# What brand/model of pocket therm are you using??



## chargrilled (Apr 28, 2008)

Had an ECPT (El cheapo pocket therm) go out on me this weekend.
	

	
	
		
		



		
			






   It was an Ecko or something like that.  It was always 15 degrees off (212 test) and really just pretty poorly made.

Im looking to get another pocket therm as the they are just nice to have for double checkin and sometimes I use them with ribs as the probe is smaller diameter to get between those bones. Not lookin to spend a fortune but want something decent.  Wanted to get some feedback what has been working/recommended from the field.

Brand/model/where ya get it/cost if remembered.


Thanks for readin.

PS. My food probe on the Maverick ET-73 went haywire in the middle of the smoke session.  Buzzed up over 100 degrees beyond what was actual for no reason.
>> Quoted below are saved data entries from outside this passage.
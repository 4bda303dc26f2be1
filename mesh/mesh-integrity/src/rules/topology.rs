//! Topology and geometry rules.

use super::ElementScan;
use crate::error::ProviderResult;
use crate::params::CheckParams;
use crate::provider::MeshHandle;

pub(super) fn triangles(
    mesh: &MeshHandle<'_>,
    _params: &CheckParams,
) -> ProviderResult<ElementScan> {
    ElementScan::filter(mesh.polygon_count(), |face| {
        Ok(mesh.polygon_edge_count(face)? == 3)
    })
}

pub(super) fn ngons(
    mesh: &MeshHandle<'_>,
    _params: &CheckParams,
) -> ProviderResult<ElementScan> {
    ElementScan::filter(mesh.polygon_count(), |face| {
        Ok(mesh.polygon_edge_count(face)? > 4)
    })
}

pub(super) fn hard_edges(
    mesh: &MeshHandle<'_>,
    _params: &CheckParams,
) -> ProviderResult<ElementScan> {
    ElementScan::filter(mesh.edge_count(), |edge| {
        Ok(!mesh.edge_is_smooth(edge)? && !mesh.edge_on_boundary(edge)?)
    })
}

pub(super) fn lamina(
    mesh: &MeshHandle<'_>,
    _params: &CheckParams,
) -> ProviderResult<ElementScan> {
    ElementScan::filter(mesh.polygon_count(), |face| mesh.polygon_is_lamina(face))
}

pub(super) fn zero_area_faces(
    mesh: &MeshHandle<'_>,
    params: &CheckParams,
) -> ProviderResult<ElementScan> {
    ElementScan::filter(mesh.polygon_count(), |face| {
        Ok(mesh.polygon_area(face)? <= params.zero_area_threshold)
    })
}

pub(super) fn zero_length_edges(
    mesh: &MeshHandle<'_>,
    params: &CheckParams,
) -> ProviderResult<ElementScan> {
    ElementScan::filter(mesh.edge_count(), |edge| {
        Ok(mesh.edge_length(edge)? <= params.zero_length_threshold)
    })
}

pub(super) fn non_manifold_edges(
    mesh: &MeshHandle<'_>,
    _params: &CheckParams,
) -> ProviderResult<ElementScan> {
    ElementScan::filter(mesh.edge_count(), |edge| {
        Ok(mesh.edge_connected_face_count(edge)? > 2)
    })
}

pub(super) fn open_edges(
    mesh: &MeshHandle<'_>,
    _params: &CheckParams,
) -> ProviderResult<ElementScan> {
    ElementScan::filter(mesh.edge_count(), |edge| {
        Ok(mesh.edge_connected_face_count(edge)? < 2)
    })
}

pub(super) fn poles(
    mesh: &MeshHandle<'_>,
    params: &CheckParams,
) -> ProviderResult<ElementScan> {
    ElementScan::filter(mesh.vertex_count(), |vertex| {
        Ok(mesh.vertex_connected_edge_count(vertex)? > params.max_pole_valence)
    })
}

pub(super) fn starlike(
    mesh: &MeshHandle<'_>,
    _params: &CheckParams,
) -> ProviderResult<ElementScan> {
    ElementScan::filter(mesh.polygon_count(), |face| {
        Ok(!mesh.polygon_is_starlike(face)?)
    })
}
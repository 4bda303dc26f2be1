//! Error types for mesh construction.

use thiserror::Error;

/// Result type for mesh construction and validation.
pub type MeshResult<T> = Result<T, MeshError>;

/// Errors that can occur when a mesh is structurally invalid.
#[derive(Debug, Clone, PartialEq, Eq, Error)]
pub enum MeshError {
    /// A face references a vertex that does not exist.
    #[error("face {face} references vertex {index} (mesh has {vertex_count} vertices)")]
    InvalidVertexIndex {
        /// Face holding the bad reference.
        face: usize,
        /// The invalid vertex index.
        index: u32,
        /// Total number of vertices in the mesh.
        vertex_count: usize,
    },

    /// A face references a UV that does not exist.
    #[error("face {face} references uv {index} (mesh has {uv_count} uvs)")]
    InvalidUvIndex {
        /// Face holding the bad reference.
        face: usize,
        /// The invalid UV index.
        index: u32,
        /// Total number of UVs in the mesh.
        uv_count: usize,
    },

    /// A face's UV list does not match its vertex list.
    #[error("face {face} has {vertices} vertices but {uvs} uvs")]
    UvCountMismatch {
        /// Offending face.
        face: usize,
        /// Number of face vertices.
        vertices: usize,
        /// Number of face UVs.
        uvs: usize,
    },

    /// A face has fewer than three vertices.
    #[error("face {face} has only {vertices} vertices")]
    DegenerateFace {
        /// Offending face.
        face: usize,
        /// Number of face vertices.
        vertices: usize,
    },
}
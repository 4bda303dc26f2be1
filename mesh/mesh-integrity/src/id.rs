//! Identity and classification types.

use std::fmt;

#[cfg(feature = "serde")]
use serde::{Deserialize, Serialize};
use uuid::Uuid;

/// Stable identity of a scene node.
///
/// Wraps the host's UUID. Node names are mutable and not unique, so they are
/// never used as keys; a `NodeId` is turned into a name only when a report is
/// rendered.
#[derive(Debug, Clone, Copy, PartialEq, Eq, Hash, PartialOrd, Ord)]
#[cfg_attr(feature = "serde", derive(Serialize, Deserialize), serde(transparent))]
pub struct NodeId(Uuid);

impl NodeId {
    /// Generate a fresh random identity.
    #[must_use]
    pub fn new_v4() -> Self {
        Self(Uuid::new_v4())
    }

    /// Wrap an existing UUID.
    #[must_use]
    pub const fn from_uuid(uuid: Uuid) -> Self {
        Self(uuid)
    }

    /// The underlying UUID.
    #[must_use]
    pub const fn as_uuid(&self) -> &Uuid {
        &self.0
    }
}

impl fmt::Display for NodeId {
    fn fmt(&self, f: &mut fmt::Formatter<'_>) -> fmt::Result {
        write!(f, "{}", self.0.hyphenated())
    }
}

impl From<Uuid> for NodeId {
    fn from(uuid: Uuid) -> Self {
        Self(uuid)
    }
}

/// What a violation's index refers to.
#[derive(Debug, Clone, Copy, PartialEq, Eq, Hash, PartialOrd, Ord)]
#[cfg_attr(feature = "serde", derive(Serialize, Deserialize), serde(rename_all = "lowercase"))]
pub enum ElementKind {
    /// The node itself; no element index.
    Node,
    /// A mesh vertex.
    Vertex,
    /// A mesh edge.
    Edge,
    /// A mesh polygon.
    Polygon,
    /// A UV coordinate.
    Uv,
}

impl ElementKind {
    /// Lowercase name, as used in serialized reports.
    #[must_use]
    pub fn as_str(&self) -> &'static str {
        match self {
            Self::Node => "node",
            Self::Vertex => "vertex",
            Self::Edge => "edge",
            Self::Polygon => "polygon",
            Self::Uv => "uv",
        }
    }
}

impl fmt::Display for ElementKind {
    fn fmt(&self, f: &mut fmt::Formatter<'_>) -> fmt::Result {
        f.write_str(self.as_str())
    }
}

/// Scene node type, as far as the rules care.
#[derive(Debug, Clone, Copy, PartialEq, Eq, Hash)]
pub enum NodeKind {
    /// A transform (group or object parent).
    Transform,
    /// A polygon mesh shape.
    Mesh,
    /// Anything else (cameras, lights, curves).
    Other,
}
#[cfg(test)]
mod tests {
    use super::*;
    use crate::error::ProviderResult;
    use crate::id::{ElementKind, NodeKind};
    use crate::provider::{MeshTopologyProvider, WorldTransform};
    use crate::scene::InMemoryScene;
    use mesh_types::{Point3, PolyMesh};
    use std::sync::atomic::AtomicUsize;

    #[test]
    fn request_rejects_empty_inputs() {
        let node = NodeId::new_v4();
        assert!(matches!(
            CheckRequest::new(Vec::<&str>::new(), [node]),
            Err(CheckError::NoRules)
        ));
        assert!(matches!(
            CheckRequest::new(["ngons"], []),
            Err(CheckError::NoNodes)
        ));
        assert!(matches!(
            CheckRequest::new(["ngons", "flying_pigs"], [node]),
            Err(CheckError::UnknownRule(name)) if name == "flying_pigs"
        ));
    }

    #[test]
    fn request_collapses_duplicates() {
        let node = NodeId::new_v4();
        let request = CheckRequest::new(["poles", "layers", "poles"], [node, node]).unwrap();
        assert_eq!(request.rule_names(), vec!["layers", "poles"]);
        assert_eq!(request.nodes(), &[node]);
    }

    #[test]
    fn category_request() {
        let request = CheckRequest::category(Category::Uv, [NodeId::new_v4()]).unwrap();
        assert_eq!(request.rules().len(), 5);
        assert!(request.rules().iter().all(|r| r.category == Category::Uv));
        assert_eq!(
            CheckRequest::all_rules([NodeId::new_v4()]).unwrap().rules().len(),
            rules::all().len()
        );
    }

    #[test]
    fn group_rules_run_once() {
        let node = NodeId::new_v4();
        let other = NodeId::new_v4();
        let request = CheckRequest::new(["duplicated_names", "layers"], [node, other]).unwrap();
        // One job for the group rule, one per node for the node rule.
        assert_eq!(request.jobs().len(), 3);
    }

    #[test]
    fn element_rules_share_one_job_per_node() {
        let node = NodeId::new_v4();
        let other = NodeId::new_v4();
        let request =
            CheckRequest::new(["ngons", "open_edges", "poles", "layers"], [node, other]).unwrap();
        // Two node-rule jobs plus one mesh job per node.
        assert_eq!(request.jobs().len(), 4);
    }

    /// Delegates to a scene and counts how often meshes are opened.
    struct CountingResolver {
        scene: InMemoryScene,
        opened: AtomicUsize,
    }

    impl NodeResolver for CountingResolver {
        fn resolve_name(&self, node: NodeId) -> ProviderResult<String> {
            self.scene.resolve_name(node)
        }
        fn node_kind(&self, node: NodeId) -> ProviderResult<NodeKind> {
            self.scene.node_kind(node)
        }
        fn world_transform(&self, node: NodeId) -> ProviderResult<WorldTransform> {
            self.scene.world_transform(node)
        }
        fn rotate_pivot_world(&self, node: NodeId) -> ProviderResult<Point3<f64>> {
            self.scene.rotate_pivot_world(node)
        }
        fn parent(&self, node: NodeId) -> ProviderResult<Option<NodeId>> {
            self.scene.parent(node)
        }
        fn children(&self, node: NodeId) -> ProviderResult<Vec<NodeId>> {
            self.scene.children(node)
        }
        fn shape_of(&self, node: NodeId) -> ProviderResult<Option<NodeId>> {
            self.scene.shape_of(node)
        }
        fn shading_groups(&self, node: NodeId) -> ProviderResult<Vec<String>> {
            self.scene.shading_groups(node)
        }
        fn upstream_history_size(&self, node: NodeId) -> ProviderResult<usize> {
            self.scene.upstream_history_size(node)
        }
        fn display_layer(&self, node: NodeId) -> ProviderResult<Option<String>> {
            self.scene.display_layer(node)
        }
        fn open_mesh(&self, shape: NodeId) -> ProviderResult<Box<dyn MeshTopologyProvider + '_>> {
            self.opened.fetch_add(1, Ordering::Relaxed);
            self.scene.open_mesh(shape)
        }
    }

    #[test]
    fn mesh_is_opened_once_per_node() {
        let mut scene = InMemoryScene::new();
        let (cube, _) = scene.add_mesh_object("cube", None, PolyMesh::unit_cube());
        let (quad, _) = scene.add_mesh_object("quad", None, PolyMesh::unit_quad());
        let resolver = CountingResolver {
            scene,
            opened: AtomicUsize::new(0),
        };

        let request = CheckRequest::all_rules([cube, quad]).unwrap();
        let result = CheckRunner::new(&resolver).run(&request).unwrap();
        assert_eq!(resolver.opened.load(Ordering::Relaxed), 2);

        resolver.opened.store(0, Ordering::Relaxed);
        let parallel = CheckRunner::new(&resolver).run_parallel(&request).unwrap();
        assert_eq!(resolver.opened.load(Ordering::Relaxed), 2);
        assert_eq!(result, parallel);
    }

    #[test]
    fn unopenable_mesh_degrades_every_element_rule() {
        let scene = InMemoryScene::new();
        let ghost = NodeId::new_v4();

        let request = CheckRequest::new(["ngons", "open_edges"], [ghost]).unwrap();
        let result = CheckRunner::new(&scene).run(&request).unwrap();

        for rule in ["ngons", "open_edges"] {
            let entry = result.get(rule).unwrap();
            assert_eq!(entry.status(), RuleStatus::Degraded);
            assert_eq!(entry.diagnostics().len(), 1);
        }
    }

    #[test]
    fn every_requested_rule_has_an_entry() {
        let mut scene = InMemoryScene::new();
        let (cube, _) = scene.add_mesh_object("cube", None, PolyMesh::unit_cube());

        let request = CheckRequest::all_rules([cube]).unwrap();
        let result = CheckRunner::new(&scene).run(&request).unwrap();

        assert_eq!(result.len(), rules::all().len());
        for spec in rules::all() {
            let entry = result.get(spec.name).unwrap();
            assert_eq!(entry.kind(), spec.kind);
        }
        assert_eq!(result.get("missing_uvs").unwrap().len(), 6);
        assert!(result.get("open_edges").unwrap().is_empty());
    }

    #[test]
    fn provider_failure_degrades_only_that_rule() {
        let mut scene = InMemoryScene::new();
        let (live, _) = scene.add_mesh_object("live", None, PolyMesh::unit_quad());
        let ghost = NodeId::new_v4();

        let request = CheckRequest::new(["open_edges", "layers"], [live, ghost]).unwrap();
        let result = CheckRunner::new(&scene).run(&request).unwrap();

        let open = result.get("open_edges").unwrap();
        assert_eq!(open.status(), RuleStatus::Degraded);
        assert_eq!(open.len(), 4);
        assert_eq!(open.diagnostics().len(), 1);
        assert_eq!(open.diagnostics()[0].node, Some(ghost));

        let layers = result.get("layers").unwrap();
        assert_eq!(layers.status(), RuleStatus::Degraded);
        assert!(layers.is_empty());
    }

    #[test]
    fn nodes_without_mesh_are_skipped_by_element_rules() {
        let mut scene = InMemoryScene::new();
        let group = scene.add_transform("grp", None);

        let request = CheckRequest::new(["ngons"], [group]).unwrap();
        let result = CheckRunner::new(&scene).run(&request).unwrap();
        assert_eq!(result.get("ngons").unwrap().status(), RuleStatus::Passed);
    }

    #[test]
    fn violations_are_attributed_to_candidate_node() {
        let mut scene = InMemoryScene::new();
        let (quad, shape) = scene.add_mesh_object("quad", None, PolyMesh::unit_quad());

        let request = CheckRequest::new(["open_edges"], [quad]).unwrap();
        let result = CheckRunner::new(&scene).run(&request).unwrap();
        let open = result.get("open_edges").unwrap();

        assert_eq!(open.nodes(), vec![quad]);
        assert!(open.violations().all(|v| v.node != shape && v.kind == ElementKind::Edge));
    }

    #[test]
    fn skipped_faces_become_warnings() {
        let mut scene = InMemoryScene::new();
        let mut mesh = PolyMesh::unit_quad();
        mesh.faces.push(mesh_types::Polygon::new(vec![0, 2, 1]));
        let (node, _) = scene.add_mesh_object("quad", None, mesh);

        let request = CheckRequest::new(["cross_border"], [node]).unwrap();
        let result = CheckRunner::new(&scene).run(&request).unwrap();
        let cross = result.get("cross_border").unwrap();

        // The mapped unit square reaches into tile 1.
        assert_eq!(cross.by_node()[&node], vec![0]);
        assert_eq!(cross.diagnostics().len(), 1);
        assert_eq!(cross.diagnostics()[0].element, Some(1));
        assert_eq!(cross.status(), RuleStatus::Failed);
    }

    #[test]
    fn invalid_params_reject_run() {
        let mut scene = InMemoryScene::new();
        let node = scene.add_transform("a", None);
        let request = CheckRequest::new(["layers"], [node]).unwrap();
        let runner = CheckRunner::new(&scene)
            .with_params(CheckParams::default().with_border_tolerance(-1.0));

        assert!(matches!(
            runner.run(&request),
            Err(CheckError::InvalidParams { .. })
        ));
    }

    #[test]
    fn cancelled_run_returns_error() {
        let mut scene = InMemoryScene::new();
        let node = scene.add_transform("a", None);
        let request = CheckRequest::new(["layers"], [node]).unwrap();

        let flag = Arc::new(AtomicBool::new(true));
        let runner = CheckRunner::new(&scene).with_cancel_flag(Arc::clone(&flag));
        assert!(matches!(runner.run(&request), Err(CheckError::Cancelled)));
        assert!(matches!(
            runner.run_parallel(&request),
            Err(CheckError::Cancelled)
        ));

        flag.store(false, Ordering::Relaxed);
        assert!(runner.run(&request).is_ok());
    }

    #[test]
    fn parallel_matches_sequential() {
        let mut scene = InMemoryScene::new();
        let mut nodes = Vec::new();
        for i in 0..8 {
            let (node, _) = scene.add_mesh_object(&format!("part{i}"), None, PolyMesh::unit_cube());
            nodes.push(node);
        }
        nodes.push(NodeId::new_v4());

        let request = CheckRequest::all_rules(nodes).unwrap();
        let runner = CheckRunner::new(&scene);
        assert_eq!(runner.run(&request).unwrap(), runner.run_parallel(&request).unwrap());
    }
}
Contacted them and they are sending me out another one this week for nothing


----------



## fatback joe (Apr 28, 2008)

http://www.thermoworks.com/products/...tpen_home.html

You will be hard pressed to do better than a thermapen...........but they ain't cheap.


----------



## chargrilled (Apr 28, 2008)

Yea I just looked at that before postin the thread.  That is alittle over my head.  Mrs. Chargriller would never go for that.


----------



## ddave (Apr 28, 2008)

I use the Taylor Commercial Waterproof Digital Thermometer that I got from Amazon for about $16.00.


It's small, light, pretty fast, accurate according to the boiling water test plus has a calibration screw.

http://www.amazon.com/Taylor-Commerc...9412273&sr=8-1

Dave


----------



## cowgirl (Apr 28, 2008)

I've had great luck with my Taylor instant read pocket thermometer. It's a dial thermometer,  not a digital.
I bought it for around 6 to 7 bucks....that was maybe 4 years ago.
I lost it and bought another one just like it....then found the one I lost.
It's worked great for me....


----------



## capt dan (Apr 28, 2008)

I use a taylor "weekend warrior". It is accurate, and only cost about 15 bucks. I would love to have a thermopen, but thats way outta my price justification range!


----------



## k5yac (Apr 29, 2008)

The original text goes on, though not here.